[Saved data entries]
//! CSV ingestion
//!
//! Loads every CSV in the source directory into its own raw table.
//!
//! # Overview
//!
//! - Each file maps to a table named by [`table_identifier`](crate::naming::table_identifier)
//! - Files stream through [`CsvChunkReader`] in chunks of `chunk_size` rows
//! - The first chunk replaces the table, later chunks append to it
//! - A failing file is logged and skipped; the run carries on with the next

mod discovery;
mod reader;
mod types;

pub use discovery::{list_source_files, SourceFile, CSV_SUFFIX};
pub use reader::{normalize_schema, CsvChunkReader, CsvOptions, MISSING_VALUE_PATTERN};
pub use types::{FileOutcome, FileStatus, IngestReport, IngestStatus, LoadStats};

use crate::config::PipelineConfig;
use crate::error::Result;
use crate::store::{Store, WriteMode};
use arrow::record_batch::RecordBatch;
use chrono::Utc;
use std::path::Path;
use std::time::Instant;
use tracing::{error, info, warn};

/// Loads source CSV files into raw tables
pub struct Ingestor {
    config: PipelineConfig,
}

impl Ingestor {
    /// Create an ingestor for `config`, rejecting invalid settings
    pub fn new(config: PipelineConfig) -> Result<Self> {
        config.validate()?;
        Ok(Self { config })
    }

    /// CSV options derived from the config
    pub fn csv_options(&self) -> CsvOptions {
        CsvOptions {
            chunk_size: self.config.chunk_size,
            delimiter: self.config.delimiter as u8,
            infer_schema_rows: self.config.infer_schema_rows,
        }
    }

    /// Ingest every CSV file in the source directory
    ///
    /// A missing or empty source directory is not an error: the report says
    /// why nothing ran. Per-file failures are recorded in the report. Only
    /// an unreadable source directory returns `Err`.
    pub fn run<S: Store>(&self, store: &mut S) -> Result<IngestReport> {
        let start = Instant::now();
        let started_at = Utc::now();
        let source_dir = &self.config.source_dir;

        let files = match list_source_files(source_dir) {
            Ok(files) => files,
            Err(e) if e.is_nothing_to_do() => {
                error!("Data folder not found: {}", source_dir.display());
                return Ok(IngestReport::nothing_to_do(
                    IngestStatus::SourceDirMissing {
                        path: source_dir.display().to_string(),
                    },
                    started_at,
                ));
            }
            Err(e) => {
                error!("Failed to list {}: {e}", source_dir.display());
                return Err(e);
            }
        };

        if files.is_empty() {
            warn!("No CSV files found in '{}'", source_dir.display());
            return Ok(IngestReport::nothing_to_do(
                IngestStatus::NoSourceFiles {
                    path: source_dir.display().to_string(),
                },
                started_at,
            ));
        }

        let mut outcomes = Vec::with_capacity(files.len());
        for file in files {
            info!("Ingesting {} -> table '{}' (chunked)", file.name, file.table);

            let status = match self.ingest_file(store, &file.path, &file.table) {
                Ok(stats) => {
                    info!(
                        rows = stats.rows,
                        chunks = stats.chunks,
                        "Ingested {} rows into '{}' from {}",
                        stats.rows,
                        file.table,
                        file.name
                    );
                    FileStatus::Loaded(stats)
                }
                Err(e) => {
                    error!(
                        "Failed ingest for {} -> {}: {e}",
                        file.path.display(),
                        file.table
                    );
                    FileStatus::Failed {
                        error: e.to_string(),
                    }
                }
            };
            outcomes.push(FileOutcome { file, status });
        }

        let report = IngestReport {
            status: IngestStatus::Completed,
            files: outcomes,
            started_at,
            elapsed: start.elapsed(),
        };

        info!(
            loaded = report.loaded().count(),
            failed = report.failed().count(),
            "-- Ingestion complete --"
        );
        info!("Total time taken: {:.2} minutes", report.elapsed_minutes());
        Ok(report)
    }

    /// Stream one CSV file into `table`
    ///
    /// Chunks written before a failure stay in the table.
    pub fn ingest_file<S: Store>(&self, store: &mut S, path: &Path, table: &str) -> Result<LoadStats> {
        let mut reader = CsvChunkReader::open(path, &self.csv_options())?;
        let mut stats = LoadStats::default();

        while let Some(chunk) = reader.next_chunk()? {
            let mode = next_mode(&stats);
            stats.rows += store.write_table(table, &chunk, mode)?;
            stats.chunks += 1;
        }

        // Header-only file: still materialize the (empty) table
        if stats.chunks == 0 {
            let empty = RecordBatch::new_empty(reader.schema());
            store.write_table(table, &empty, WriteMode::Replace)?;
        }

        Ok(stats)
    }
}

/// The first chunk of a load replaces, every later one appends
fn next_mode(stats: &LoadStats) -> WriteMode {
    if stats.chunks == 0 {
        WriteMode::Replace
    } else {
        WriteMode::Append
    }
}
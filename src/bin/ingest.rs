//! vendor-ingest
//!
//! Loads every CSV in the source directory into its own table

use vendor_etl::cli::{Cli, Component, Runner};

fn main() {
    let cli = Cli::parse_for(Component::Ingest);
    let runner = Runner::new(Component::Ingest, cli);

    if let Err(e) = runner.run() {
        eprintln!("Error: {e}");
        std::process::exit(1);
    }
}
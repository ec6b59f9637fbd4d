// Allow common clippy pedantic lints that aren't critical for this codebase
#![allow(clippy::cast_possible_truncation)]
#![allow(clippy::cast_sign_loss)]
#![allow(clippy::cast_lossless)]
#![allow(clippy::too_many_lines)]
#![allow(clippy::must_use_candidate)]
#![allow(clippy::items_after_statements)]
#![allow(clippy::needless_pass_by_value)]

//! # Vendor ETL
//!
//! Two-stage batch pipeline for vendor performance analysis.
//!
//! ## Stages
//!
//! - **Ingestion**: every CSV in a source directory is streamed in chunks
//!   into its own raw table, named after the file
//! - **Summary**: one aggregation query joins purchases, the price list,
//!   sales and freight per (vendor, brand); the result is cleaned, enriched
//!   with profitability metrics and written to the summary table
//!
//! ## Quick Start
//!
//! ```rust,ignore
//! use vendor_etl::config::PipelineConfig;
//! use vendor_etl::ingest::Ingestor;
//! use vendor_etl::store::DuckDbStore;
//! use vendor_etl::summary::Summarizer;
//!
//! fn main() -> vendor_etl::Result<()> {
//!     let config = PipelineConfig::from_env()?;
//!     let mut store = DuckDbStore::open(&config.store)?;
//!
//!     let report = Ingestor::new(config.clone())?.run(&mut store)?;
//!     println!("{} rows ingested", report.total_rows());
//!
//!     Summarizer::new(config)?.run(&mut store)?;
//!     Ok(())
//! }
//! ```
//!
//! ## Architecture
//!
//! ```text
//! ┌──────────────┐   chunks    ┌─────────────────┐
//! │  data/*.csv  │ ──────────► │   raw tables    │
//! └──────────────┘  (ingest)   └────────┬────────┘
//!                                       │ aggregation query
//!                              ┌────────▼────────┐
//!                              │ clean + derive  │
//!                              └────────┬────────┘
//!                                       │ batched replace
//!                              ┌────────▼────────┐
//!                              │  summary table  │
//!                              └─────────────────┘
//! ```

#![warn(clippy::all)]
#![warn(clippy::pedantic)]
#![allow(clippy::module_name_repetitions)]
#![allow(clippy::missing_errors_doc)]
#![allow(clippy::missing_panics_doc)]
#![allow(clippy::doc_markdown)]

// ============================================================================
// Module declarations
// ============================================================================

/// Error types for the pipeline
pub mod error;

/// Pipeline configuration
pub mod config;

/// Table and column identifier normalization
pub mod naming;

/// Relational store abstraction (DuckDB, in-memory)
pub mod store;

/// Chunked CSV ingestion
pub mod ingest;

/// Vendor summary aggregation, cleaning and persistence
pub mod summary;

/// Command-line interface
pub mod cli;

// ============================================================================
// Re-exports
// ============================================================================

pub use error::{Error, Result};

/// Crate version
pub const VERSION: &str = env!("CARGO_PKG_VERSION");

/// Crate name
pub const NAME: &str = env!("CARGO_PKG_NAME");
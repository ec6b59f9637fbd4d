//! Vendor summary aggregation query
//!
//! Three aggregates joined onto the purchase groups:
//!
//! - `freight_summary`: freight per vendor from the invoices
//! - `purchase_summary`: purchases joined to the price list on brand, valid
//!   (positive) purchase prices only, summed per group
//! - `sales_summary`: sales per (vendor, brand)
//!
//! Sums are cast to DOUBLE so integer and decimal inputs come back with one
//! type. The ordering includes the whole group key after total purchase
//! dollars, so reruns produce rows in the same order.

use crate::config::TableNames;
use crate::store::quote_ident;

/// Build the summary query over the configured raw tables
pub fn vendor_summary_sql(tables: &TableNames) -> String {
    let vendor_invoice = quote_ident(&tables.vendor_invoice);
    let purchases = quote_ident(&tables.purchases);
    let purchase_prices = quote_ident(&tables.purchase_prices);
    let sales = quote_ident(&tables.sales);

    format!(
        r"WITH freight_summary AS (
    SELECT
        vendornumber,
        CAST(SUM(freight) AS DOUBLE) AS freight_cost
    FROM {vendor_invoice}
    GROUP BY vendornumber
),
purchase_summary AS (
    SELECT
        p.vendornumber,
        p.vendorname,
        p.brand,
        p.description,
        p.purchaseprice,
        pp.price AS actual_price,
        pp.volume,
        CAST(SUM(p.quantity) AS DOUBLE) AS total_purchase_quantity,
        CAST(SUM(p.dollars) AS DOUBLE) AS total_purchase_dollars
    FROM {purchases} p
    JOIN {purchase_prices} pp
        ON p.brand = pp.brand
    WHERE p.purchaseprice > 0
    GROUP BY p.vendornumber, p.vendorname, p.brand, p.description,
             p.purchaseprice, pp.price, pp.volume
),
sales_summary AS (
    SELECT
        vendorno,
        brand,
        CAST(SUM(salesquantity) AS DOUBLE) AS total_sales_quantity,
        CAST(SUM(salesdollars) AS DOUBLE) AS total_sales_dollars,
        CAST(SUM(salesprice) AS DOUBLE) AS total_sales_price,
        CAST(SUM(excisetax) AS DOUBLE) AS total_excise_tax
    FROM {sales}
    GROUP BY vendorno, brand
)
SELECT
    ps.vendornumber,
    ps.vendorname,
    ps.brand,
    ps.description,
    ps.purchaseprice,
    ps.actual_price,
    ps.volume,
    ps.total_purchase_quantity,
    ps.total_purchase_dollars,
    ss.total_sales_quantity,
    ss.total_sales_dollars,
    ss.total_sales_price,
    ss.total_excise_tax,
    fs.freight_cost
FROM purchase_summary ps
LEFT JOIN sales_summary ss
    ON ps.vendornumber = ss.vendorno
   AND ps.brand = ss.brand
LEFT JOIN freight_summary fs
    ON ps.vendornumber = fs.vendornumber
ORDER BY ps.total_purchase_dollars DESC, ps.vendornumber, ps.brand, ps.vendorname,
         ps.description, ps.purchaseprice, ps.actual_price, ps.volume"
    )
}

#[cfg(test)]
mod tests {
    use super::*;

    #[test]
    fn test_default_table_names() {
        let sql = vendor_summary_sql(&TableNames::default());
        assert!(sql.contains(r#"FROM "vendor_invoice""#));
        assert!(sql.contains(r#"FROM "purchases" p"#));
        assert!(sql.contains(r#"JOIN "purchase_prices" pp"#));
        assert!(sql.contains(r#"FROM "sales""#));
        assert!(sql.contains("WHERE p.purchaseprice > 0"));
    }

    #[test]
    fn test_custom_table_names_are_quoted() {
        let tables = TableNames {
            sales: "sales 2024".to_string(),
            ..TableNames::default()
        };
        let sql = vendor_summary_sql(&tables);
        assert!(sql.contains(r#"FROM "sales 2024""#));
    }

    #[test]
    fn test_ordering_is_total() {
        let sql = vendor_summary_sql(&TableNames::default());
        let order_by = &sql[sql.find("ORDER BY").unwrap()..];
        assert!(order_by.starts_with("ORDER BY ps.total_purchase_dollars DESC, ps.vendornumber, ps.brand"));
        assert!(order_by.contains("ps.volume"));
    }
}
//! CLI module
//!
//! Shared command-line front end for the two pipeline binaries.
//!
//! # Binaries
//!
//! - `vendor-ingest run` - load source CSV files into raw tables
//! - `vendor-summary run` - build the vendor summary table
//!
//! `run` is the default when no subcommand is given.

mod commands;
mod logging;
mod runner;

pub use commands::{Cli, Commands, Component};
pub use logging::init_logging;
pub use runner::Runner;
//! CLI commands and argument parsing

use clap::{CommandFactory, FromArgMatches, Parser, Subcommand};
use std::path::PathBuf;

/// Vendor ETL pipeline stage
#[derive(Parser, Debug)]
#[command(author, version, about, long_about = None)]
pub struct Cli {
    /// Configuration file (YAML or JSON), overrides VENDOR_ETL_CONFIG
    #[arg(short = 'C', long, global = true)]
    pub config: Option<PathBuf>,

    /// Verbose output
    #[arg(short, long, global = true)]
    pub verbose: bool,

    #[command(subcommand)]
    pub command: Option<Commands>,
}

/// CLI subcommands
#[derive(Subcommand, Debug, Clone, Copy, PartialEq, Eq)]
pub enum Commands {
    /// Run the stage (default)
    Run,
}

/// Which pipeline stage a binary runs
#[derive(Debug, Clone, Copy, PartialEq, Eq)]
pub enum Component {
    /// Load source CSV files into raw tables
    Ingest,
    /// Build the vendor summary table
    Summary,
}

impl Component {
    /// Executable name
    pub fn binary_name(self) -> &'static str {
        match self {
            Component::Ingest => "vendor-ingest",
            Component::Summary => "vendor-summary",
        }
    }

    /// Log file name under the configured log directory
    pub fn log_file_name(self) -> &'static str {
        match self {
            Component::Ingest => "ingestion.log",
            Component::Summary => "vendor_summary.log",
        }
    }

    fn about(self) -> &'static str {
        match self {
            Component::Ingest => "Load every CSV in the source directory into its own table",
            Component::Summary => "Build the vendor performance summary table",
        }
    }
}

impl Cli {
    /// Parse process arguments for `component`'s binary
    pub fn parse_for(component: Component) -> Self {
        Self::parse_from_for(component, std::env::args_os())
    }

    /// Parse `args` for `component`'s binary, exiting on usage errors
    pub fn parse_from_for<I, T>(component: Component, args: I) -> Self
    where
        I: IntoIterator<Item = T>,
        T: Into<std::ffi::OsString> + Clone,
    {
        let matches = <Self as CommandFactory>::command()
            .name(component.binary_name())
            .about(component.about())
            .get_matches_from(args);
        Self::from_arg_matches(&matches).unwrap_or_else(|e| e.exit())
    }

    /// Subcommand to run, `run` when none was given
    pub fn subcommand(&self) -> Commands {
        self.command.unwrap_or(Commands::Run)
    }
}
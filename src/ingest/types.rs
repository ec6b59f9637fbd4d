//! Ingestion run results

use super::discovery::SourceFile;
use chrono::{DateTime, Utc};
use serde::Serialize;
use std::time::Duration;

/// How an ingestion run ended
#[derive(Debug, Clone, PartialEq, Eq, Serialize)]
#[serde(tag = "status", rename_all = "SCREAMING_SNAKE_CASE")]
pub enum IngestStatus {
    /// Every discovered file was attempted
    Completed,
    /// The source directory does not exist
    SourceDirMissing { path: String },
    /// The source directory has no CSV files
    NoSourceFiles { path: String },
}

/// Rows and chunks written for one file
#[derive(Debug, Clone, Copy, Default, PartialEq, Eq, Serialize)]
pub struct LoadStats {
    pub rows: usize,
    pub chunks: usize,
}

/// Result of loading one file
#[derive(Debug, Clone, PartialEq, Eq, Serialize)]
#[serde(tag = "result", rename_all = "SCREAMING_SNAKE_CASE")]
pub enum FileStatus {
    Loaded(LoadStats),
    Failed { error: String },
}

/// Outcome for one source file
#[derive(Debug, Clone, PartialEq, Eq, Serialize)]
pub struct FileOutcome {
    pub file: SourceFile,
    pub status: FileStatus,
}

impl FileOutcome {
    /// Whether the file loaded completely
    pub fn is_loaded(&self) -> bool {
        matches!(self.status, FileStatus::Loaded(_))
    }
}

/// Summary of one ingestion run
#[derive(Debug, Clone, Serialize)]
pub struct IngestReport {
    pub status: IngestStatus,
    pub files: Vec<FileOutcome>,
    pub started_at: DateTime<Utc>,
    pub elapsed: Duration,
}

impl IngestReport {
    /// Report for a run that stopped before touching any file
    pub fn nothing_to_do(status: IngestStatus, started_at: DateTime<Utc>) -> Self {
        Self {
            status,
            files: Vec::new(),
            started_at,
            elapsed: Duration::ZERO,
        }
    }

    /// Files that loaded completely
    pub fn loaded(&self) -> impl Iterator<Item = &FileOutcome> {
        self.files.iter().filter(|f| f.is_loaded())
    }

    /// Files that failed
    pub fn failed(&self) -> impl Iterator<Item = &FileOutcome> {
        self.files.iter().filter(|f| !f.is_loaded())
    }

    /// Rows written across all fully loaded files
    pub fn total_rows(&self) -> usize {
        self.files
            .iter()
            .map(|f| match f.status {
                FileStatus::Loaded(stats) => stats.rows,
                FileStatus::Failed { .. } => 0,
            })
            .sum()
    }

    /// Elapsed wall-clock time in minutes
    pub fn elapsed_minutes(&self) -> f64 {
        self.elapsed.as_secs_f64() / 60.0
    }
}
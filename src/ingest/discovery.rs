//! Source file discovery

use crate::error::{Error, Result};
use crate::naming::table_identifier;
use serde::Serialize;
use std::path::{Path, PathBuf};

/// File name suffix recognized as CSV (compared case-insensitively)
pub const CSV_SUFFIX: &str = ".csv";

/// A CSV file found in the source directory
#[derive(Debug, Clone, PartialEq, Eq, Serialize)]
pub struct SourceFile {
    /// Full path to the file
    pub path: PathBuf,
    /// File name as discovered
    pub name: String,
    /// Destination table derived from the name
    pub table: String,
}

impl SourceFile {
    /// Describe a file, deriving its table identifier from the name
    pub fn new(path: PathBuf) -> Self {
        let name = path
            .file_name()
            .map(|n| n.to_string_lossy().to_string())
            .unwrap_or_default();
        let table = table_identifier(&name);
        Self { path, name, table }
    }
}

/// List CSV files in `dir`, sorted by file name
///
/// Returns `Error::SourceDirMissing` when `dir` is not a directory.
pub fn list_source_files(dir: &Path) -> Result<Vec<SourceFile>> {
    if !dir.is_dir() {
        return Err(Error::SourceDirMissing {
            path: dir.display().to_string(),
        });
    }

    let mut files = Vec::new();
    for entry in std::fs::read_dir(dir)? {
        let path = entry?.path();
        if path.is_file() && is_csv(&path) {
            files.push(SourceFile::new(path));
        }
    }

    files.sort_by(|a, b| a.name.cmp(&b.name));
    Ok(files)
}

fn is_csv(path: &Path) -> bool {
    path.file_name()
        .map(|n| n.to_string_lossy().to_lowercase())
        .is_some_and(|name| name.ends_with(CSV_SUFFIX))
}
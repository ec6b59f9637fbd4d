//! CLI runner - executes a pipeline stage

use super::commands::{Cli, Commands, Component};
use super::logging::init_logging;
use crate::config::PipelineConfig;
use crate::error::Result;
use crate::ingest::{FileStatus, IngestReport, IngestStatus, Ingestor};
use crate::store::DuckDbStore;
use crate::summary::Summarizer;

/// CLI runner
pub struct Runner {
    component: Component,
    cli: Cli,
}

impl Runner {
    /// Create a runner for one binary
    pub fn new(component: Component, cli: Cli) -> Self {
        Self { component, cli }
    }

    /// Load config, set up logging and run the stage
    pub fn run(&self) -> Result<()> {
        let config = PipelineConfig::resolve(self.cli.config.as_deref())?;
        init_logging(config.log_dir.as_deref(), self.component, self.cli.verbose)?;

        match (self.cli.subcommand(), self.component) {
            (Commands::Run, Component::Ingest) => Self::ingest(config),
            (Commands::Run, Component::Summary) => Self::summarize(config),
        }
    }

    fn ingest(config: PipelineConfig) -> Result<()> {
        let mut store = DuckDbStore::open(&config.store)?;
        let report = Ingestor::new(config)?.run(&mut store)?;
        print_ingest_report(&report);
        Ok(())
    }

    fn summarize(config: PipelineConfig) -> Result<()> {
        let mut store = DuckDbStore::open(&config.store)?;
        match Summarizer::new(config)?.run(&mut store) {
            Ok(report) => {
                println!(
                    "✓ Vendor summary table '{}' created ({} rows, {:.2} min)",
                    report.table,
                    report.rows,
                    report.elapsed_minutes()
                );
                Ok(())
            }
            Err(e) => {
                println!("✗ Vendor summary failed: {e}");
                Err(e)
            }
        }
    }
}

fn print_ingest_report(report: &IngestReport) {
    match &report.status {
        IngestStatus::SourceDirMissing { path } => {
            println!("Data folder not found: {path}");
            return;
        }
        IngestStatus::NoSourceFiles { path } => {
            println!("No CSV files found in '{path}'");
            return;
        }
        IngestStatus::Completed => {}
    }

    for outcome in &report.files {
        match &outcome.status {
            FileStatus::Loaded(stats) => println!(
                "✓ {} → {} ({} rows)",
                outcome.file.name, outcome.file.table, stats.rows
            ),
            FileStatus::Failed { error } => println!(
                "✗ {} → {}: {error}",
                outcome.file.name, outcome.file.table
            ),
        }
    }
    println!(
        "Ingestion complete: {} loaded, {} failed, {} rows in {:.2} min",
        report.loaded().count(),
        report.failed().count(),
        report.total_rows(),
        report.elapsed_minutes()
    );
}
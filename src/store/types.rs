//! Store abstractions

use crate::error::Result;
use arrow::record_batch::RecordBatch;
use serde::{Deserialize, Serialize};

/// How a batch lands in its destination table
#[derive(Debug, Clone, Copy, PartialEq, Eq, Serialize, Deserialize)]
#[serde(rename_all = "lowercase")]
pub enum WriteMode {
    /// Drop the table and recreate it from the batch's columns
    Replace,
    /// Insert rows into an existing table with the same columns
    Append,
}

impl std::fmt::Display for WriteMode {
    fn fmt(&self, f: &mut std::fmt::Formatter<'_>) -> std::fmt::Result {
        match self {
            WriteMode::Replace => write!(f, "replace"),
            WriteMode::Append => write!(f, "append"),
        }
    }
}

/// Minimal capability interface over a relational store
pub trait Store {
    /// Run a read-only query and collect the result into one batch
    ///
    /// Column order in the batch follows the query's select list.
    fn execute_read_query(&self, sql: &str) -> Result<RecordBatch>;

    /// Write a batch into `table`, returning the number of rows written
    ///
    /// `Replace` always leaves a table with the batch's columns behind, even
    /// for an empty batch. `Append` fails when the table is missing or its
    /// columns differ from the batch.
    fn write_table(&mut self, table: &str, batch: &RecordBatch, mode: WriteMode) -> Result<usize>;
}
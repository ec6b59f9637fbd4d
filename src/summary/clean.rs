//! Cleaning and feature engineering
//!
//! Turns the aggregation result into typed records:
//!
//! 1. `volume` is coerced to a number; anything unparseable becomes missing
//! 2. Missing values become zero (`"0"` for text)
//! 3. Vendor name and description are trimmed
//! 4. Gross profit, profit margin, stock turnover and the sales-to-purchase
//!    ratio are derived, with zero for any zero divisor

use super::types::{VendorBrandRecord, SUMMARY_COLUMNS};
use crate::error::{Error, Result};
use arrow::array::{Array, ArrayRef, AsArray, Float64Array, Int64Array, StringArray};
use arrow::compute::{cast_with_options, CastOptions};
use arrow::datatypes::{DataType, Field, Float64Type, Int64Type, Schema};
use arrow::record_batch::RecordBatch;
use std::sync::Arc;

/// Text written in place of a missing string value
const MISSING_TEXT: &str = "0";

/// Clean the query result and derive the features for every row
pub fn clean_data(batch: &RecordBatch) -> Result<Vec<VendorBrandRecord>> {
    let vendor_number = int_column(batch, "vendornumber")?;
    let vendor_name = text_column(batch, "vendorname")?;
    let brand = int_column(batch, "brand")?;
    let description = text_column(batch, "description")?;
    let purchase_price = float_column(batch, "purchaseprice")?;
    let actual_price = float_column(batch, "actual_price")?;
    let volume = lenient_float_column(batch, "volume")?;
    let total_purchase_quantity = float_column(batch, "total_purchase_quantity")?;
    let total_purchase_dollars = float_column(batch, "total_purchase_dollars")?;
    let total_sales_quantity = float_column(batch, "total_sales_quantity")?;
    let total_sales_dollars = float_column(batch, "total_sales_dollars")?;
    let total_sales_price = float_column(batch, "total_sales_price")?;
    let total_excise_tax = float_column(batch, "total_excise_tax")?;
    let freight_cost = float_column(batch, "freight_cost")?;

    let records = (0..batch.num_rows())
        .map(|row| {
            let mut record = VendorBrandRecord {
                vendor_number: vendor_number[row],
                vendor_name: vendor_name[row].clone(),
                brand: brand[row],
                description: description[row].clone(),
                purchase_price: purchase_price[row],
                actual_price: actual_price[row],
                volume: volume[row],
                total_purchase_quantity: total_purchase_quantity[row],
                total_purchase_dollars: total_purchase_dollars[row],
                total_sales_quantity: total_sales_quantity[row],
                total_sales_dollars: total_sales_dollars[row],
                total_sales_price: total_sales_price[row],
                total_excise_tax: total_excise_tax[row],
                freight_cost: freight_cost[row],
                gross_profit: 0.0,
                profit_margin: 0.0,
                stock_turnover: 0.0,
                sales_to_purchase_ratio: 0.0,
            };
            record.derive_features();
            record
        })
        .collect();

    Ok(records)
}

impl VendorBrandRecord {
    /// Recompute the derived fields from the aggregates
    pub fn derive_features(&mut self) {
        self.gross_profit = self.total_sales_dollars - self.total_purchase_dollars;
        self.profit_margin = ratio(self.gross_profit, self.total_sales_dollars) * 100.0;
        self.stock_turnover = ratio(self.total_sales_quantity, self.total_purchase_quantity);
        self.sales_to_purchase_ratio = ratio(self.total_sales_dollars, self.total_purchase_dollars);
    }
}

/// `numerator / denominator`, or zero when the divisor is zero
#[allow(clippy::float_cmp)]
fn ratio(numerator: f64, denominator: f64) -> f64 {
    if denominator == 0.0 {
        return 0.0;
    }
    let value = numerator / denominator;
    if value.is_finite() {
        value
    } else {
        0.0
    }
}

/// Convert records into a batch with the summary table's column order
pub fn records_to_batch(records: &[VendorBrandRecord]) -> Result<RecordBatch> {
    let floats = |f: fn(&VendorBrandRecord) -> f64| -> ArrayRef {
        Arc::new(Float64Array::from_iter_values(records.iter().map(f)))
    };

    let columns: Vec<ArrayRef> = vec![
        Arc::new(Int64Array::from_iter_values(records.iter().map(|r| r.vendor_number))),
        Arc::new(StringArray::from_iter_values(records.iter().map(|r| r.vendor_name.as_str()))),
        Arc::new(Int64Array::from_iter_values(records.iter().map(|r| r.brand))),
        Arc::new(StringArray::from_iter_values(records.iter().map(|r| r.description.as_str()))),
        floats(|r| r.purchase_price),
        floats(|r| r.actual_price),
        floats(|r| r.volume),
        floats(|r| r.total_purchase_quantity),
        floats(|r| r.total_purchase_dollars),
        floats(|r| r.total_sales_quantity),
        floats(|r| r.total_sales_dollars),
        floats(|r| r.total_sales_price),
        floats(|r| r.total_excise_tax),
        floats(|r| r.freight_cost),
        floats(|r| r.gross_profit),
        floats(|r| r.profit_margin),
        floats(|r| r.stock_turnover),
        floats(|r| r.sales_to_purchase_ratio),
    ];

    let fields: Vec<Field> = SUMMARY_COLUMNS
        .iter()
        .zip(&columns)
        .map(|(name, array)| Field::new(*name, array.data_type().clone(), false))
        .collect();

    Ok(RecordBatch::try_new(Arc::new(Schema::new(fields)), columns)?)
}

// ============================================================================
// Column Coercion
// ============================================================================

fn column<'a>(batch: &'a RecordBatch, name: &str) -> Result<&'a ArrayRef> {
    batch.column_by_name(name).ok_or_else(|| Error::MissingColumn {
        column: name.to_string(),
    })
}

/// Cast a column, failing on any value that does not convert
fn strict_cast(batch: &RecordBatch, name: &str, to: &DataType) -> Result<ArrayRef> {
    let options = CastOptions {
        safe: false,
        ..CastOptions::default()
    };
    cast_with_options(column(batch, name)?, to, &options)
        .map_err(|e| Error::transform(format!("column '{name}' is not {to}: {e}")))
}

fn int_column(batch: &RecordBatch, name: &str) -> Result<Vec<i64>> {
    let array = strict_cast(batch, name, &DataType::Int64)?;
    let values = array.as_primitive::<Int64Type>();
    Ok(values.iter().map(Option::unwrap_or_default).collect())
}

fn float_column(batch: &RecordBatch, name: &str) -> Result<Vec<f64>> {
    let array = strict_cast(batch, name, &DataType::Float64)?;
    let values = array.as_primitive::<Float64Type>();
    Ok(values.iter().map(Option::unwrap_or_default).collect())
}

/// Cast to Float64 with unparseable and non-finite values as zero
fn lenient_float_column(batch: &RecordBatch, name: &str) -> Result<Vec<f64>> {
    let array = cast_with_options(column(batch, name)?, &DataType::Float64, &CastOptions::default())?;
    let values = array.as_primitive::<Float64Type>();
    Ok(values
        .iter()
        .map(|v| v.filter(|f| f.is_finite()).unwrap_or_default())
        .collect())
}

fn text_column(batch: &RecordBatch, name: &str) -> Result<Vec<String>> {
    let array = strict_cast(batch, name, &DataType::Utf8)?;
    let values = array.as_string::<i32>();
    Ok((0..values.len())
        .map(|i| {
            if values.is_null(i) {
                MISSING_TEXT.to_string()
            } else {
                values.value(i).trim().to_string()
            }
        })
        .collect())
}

Activity: If a line of the entries holds the word "CastOptions", copy it out.

Task output:
use arrow::compute::{cast_with_options, CastOptions};
    let options = CastOptions {
        ..CastOptions::default()
    let array = cast_with_options(column(batch, name)?, &DataType::Float64, &CastOptions::default())?;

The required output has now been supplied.